Die Goronen jedenfalls drehten sich daraufhin weg. Mit einem abwertenden Laut setzte sie sich wieder in Bewegung. Daruk war ganz klar nicht hier, also hielt Raisa auch nichts an diesen Ort. Dachte sie zumindest.

„Hiergeblieben", hörte sie jemanden hinter sich rufen.

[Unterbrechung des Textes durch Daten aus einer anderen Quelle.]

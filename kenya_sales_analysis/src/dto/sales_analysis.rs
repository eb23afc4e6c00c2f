use crate::common::*;

use crate::dto::{
    group_total::*, monthly_average::*, payment_share::*, product_insight::*, region_insight::*,
    sales_summary::*,
};

#[doc = "Everything the reporter needs: the grouped results and the summary scalars."]
#[derive(Debug, Clone, PartialEq, Serialize, Deserialize, Getters, new)]
#[getset(get = "pub")]
pub struct SalesAnalysis {
    pub monthly_sales: Vec<GroupTotal>,
    pub product_sales: Vec<GroupTotal>,
    pub regional_sales: Vec<GroupTotal>,
    pub payment_shares: Vec<PaymentShare>,
    pub store_type_sales: Vec<GroupTotal>,
    pub top_products_by_average_price: Vec<ProductInsight>,
    pub regional_performance: Vec<RegionInsight>,
    pub monthly_average_sales: Vec<MonthlyAverage>,
    pub summary: SalesSummary,
}
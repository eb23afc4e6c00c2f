use crate::common::*;

use crate::dto::{
    group_total::*, monthly_average::*, payment_share::*, product_insight::*, region_insight::*,
    sales_analysis::*, sales_summary::*,
};

use crate::enums::sort_order::*;

use crate::model::sales::{sales_accumulator::*, sales_dataset::*, sales_record::*};

use crate::traits::service_traits::analysis_service::*;

use crate::utils_modules::{group_utils::*, time_utils::*};

#[derive(Debug, Clone, Default, new)]
pub struct AnalysisServiceImpl;

impl AnalysisServiceImpl {
    #[doc = "Groups the dataset by `key_fn`, accumulating sales, units and row count per key."]
    fn group_sales<K, F>(&self, dataset: &SalesDataset, key_fn: F) -> BTreeMap<K, SalesAccumulator>
    where
        K: Ord,
        F: Fn(&SalesRecord) -> K,
    {
        group_by_reduce(
            dataset.records(),
            key_fn,
            SalesAccumulator::default,
            |acc: &mut SalesAccumulator, record: &SalesRecord| acc.add(record),
        )
    }

    fn to_group_totals(groups: BTreeMap<String, SalesAccumulator>) -> Vec<GroupTotal> {
        groups
            .into_iter()
            .map(|(key, acc)| GroupTotal::new(key, acc.total_sales))
            .collect()
    }

    #[doc = "Key with the largest metric; the lowest key wins ties."]
    fn max_key<K, M, F>(
        groups: &BTreeMap<K, SalesAccumulator>,
        metric: F,
        label: &str,
    ) -> anyhow::Result<K>
    where
        K: Clone,
        M: PartialOrd,
        F: Fn(&SalesAccumulator) -> M,
    {
        max_entry_by(groups.iter(), |entry| metric(entry.1))
            .map(|(key, _)| key.clone())
            .ok_or_else(|| {
                anyhow!(
                    "[AnalysisServiceImpl->max_key] No groups to select '{}' from",
                    label
                )
            })
    }
}

impl AnalysisService for AnalysisServiceImpl {
    fn monthly_sales(&self, dataset: &SalesDataset) -> Vec<GroupTotal> {
        Self::to_group_totals(self.group_sales(dataset, |r| month_key(r.date)))
    }

    fn product_sales(&self, dataset: &SalesDataset) -> Vec<GroupTotal> {
        let mut product_sales: Vec<GroupTotal> =
            Self::to_group_totals(self.group_sales(dataset, |r| r.product.clone()));
        sort_by_metric(&mut product_sales, SortOrder::Desc, |g| g.total_sales);

        product_sales
    }

    fn regional_sales(&self, dataset: &SalesDataset) -> Vec<GroupTotal> {
        Self::to_group_totals(self.group_sales(dataset, |r| r.region.clone()))
    }

    fn payment_method_shares(&self, dataset: &SalesDataset) -> Vec<PaymentShare> {
        let grand_total: i64 = dataset.total_sales();

        self.group_sales(dataset, |r| r.payment_method.clone())
            .into_iter()
            .map(|(payment_method, acc)| {
                let share_percent: f64 = if grand_total == 0 {
                    0.0
                } else {
                    acc.total_sales as f64 / grand_total as f64 * 100.0
                };
                PaymentShare::new(payment_method, acc.total_sales, share_percent)
            })
            .collect()
    }

    fn store_type_sales(&self, dataset: &SalesDataset) -> Vec<GroupTotal> {
        Self::to_group_totals(self.group_sales(dataset, |r| r.store_type.clone()))
    }

    fn top_products_by_average_price(
        &self,
        dataset: &SalesDataset,
        limit: usize,
    ) -> Vec<ProductInsight> {
        let mut insights: Vec<ProductInsight> = self
            .group_sales(dataset, |r| r.product.clone())
            .into_iter()
            .filter_map(|(product, acc)| {
                acc.average_price().map(|average_price| {
                    ProductInsight::new(product, acc.total_sales, acc.quantity, average_price)
                })
            })
            .collect();

        sort_by_metric(&mut insights, SortOrder::Desc, |p| p.average_price);
        insights.truncate(limit);

        insights
    }

    fn regional_performance(&self, dataset: &SalesDataset) -> Vec<RegionInsight> {
        let mut insights: Vec<RegionInsight> = self
            .group_sales(dataset, |r| r.region.clone())
            .into_iter()
            .map(|(region, acc)| RegionInsight::new(region, acc.total_sales, acc.quantity))
            .collect();

        sort_by_metric(&mut insights, SortOrder::Desc, |r| r.total_sales);

        insights
    }

    fn monthly_average_sales(&self, dataset: &SalesDataset) -> Vec<MonthlyAverage> {
        self.group_sales(dataset, |r| month_of_year(r.date))
            .into_iter()
            .filter_map(|(month, acc)| {
                acc.mean_sales()
                    .map(|average_sales| MonthlyAverage::new(month, average_sales))
            })
            .collect()
    }

    fn summarize(&self, dataset: &SalesDataset) -> anyhow::Result<SalesSummary> {
        dataset.ensure_not_empty("AnalysisServiceImpl->summarize")?;

        let total_revenue: i64 = dataset.total_sales();
        let average_transaction_value: f64 = total_revenue as f64 / dataset.len() as f64;
        let total_units_sold: i64 = dataset.total_quantity();

        let by_product = self.group_sales(dataset, |r| r.product.clone());
        let by_region = self.group_sales(dataset, |r| r.region.clone());
        let by_payment = self.group_sales(dataset, |r| r.payment_method.clone());
        let by_store_type = self.group_sales(dataset, |r| r.store_type.clone());
        let by_month_of_year = self.group_sales(dataset, |r| month_of_year(r.date));

        let peak_sales_month: u32 = Self::max_key(
            &by_month_of_year,
            |acc| acc.mean_sales().unwrap_or(f64::MIN),
            "peak sales month",
        )?;

        Ok(SalesSummary::new(
            total_revenue,
            average_transaction_value,
            total_units_sold,
            Self::max_key(&by_product, |acc| acc.total_sales, "best product by value")?,
            Self::max_key(&by_product, |acc| acc.quantity, "best product by volume")?,
            Self::max_key(&by_region, |acc| acc.total_sales, "top region")?,
            Self::max_key(&by_payment, |acc| acc.total_sales, "top payment method")?,
            Self::max_key(&by_store_type, |acc| acc.total_sales, "top store type")?,
            peak_sales_month,
        ))
    }

    fn analyze(
        &self,
        dataset: &SalesDataset,
        top_product_limit: usize,
    ) -> anyhow::Result<SalesAnalysis> {
        dataset.ensure_not_empty("AnalysisServiceImpl->analyze")?;

        let summary: SalesSummary = self.summarize(dataset)?;

        Ok(SalesAnalysis::new(
            self.monthly_sales(dataset),
            self.product_sales(dataset),
            self.regional_sales(dataset),
            self.payment_method_shares(dataset),
            self.store_type_sales(dataset),
            self.top_products_by_average_price(dataset, top_product_limit),
            self.regional_performance(dataset),
            self.monthly_average_sales(dataset),
            summary,
        ))
    }
}
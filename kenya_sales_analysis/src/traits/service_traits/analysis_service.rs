use crate::dto::{
    group_total::*, monthly_average::*, payment_share::*, product_insight::*, region_insight::*,
    sales_analysis::*, sales_summary::*,
};
use crate::model::sales::sales_dataset::*;

#[doc = "Grouped aggregates over a sales dataset. Every operation is pure."]
pub trait AnalysisService {
    #[doc = "Sum of sales per `YYYY-MM`, chronological."]
    fn monthly_sales(&self, dataset: &SalesDataset) -> Vec<GroupTotal>;
    #[doc = "Sum of sales per product, largest first."]
    fn product_sales(&self, dataset: &SalesDataset) -> Vec<GroupTotal>;
    #[doc = "Sum of sales per region, in region order."]
    fn regional_sales(&self, dataset: &SalesDataset) -> Vec<GroupTotal>;
    #[doc = "Sum of sales and share of the grand total per payment method, in method order."]
    fn payment_method_shares(&self, dataset: &SalesDataset) -> Vec<PaymentShare>;
    #[doc = "Sum of sales per store type, in store type order."]
    fn store_type_sales(&self, dataset: &SalesDataset) -> Vec<GroupTotal>;
    #[doc = "The `limit` products with the highest `total_sales / quantity`."]
    fn top_products_by_average_price(
        &self,
        dataset: &SalesDataset,
        limit: usize,
    ) -> Vec<ProductInsight>;
    #[doc = "Sales and units per region, largest sales first."]
    fn regional_performance(&self, dataset: &SalesDataset) -> Vec<RegionInsight>;
    #[doc = "Mean sales per transaction for each month of year present."]
    fn monthly_average_sales(&self, dataset: &SalesDataset) -> Vec<MonthlyAverage>;
    #[doc = "Scalar summary. Fails on an empty dataset."]
    fn summarize(&self, dataset: &SalesDataset) -> anyhow::Result<SalesSummary>;
    #[doc = "All of the above in one result. Fails on an empty dataset."]
    fn analyze(&self, dataset: &SalesDataset, top_product_limit: usize)
        -> anyhow::Result<SalesAnalysis>;
}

Sie verdrehte die Augen – warum sollte auch mal etwas reibungslos funktionieren? „Die anderen Holzköpfe wissen das nicht, aber Daruk, unser Recke, hat gesagt, dass wir jeden zurückschicken sollen, der kein Gorone ist. Der Todesberg ist momentan zu gefährlich!" Wer war hier der Holzkopf? Der, der die Mienen überwachte oder die Arbeiter?
„Boss, ich glaub' das is' der weibliche hylianische Recke", rief einer der Arbeiter. Ach, so wurde sie mit Link auseinander gehalten? Der männliche hylianische Recke und der weibliche, wie kreativ das Volk von Hyrule doch war. Die Goronen stoppten ihre Arbeit und hörten gespannt zu, was für eine unangenehme Stimmung sorgte. „Eine der Recken also? Kannst du das auch beweisen?", fragte der "Boss".
„Das habe ich nicht nötig", antwortete sie mehr als genervt. War es wirklich zu viel verlangt, eine Stadt betreten zu dürfen, ohne irgendwelche Zwischenfälle? Entweder wurde sie aufgehalten oder festgenommen. Das Dorf der Orni, Gerudo Stadt und Epysa, bei all diesen Städten oder Dörfern hatte sie ihre Probleme gehabt. Jetzt auch noch Goronia?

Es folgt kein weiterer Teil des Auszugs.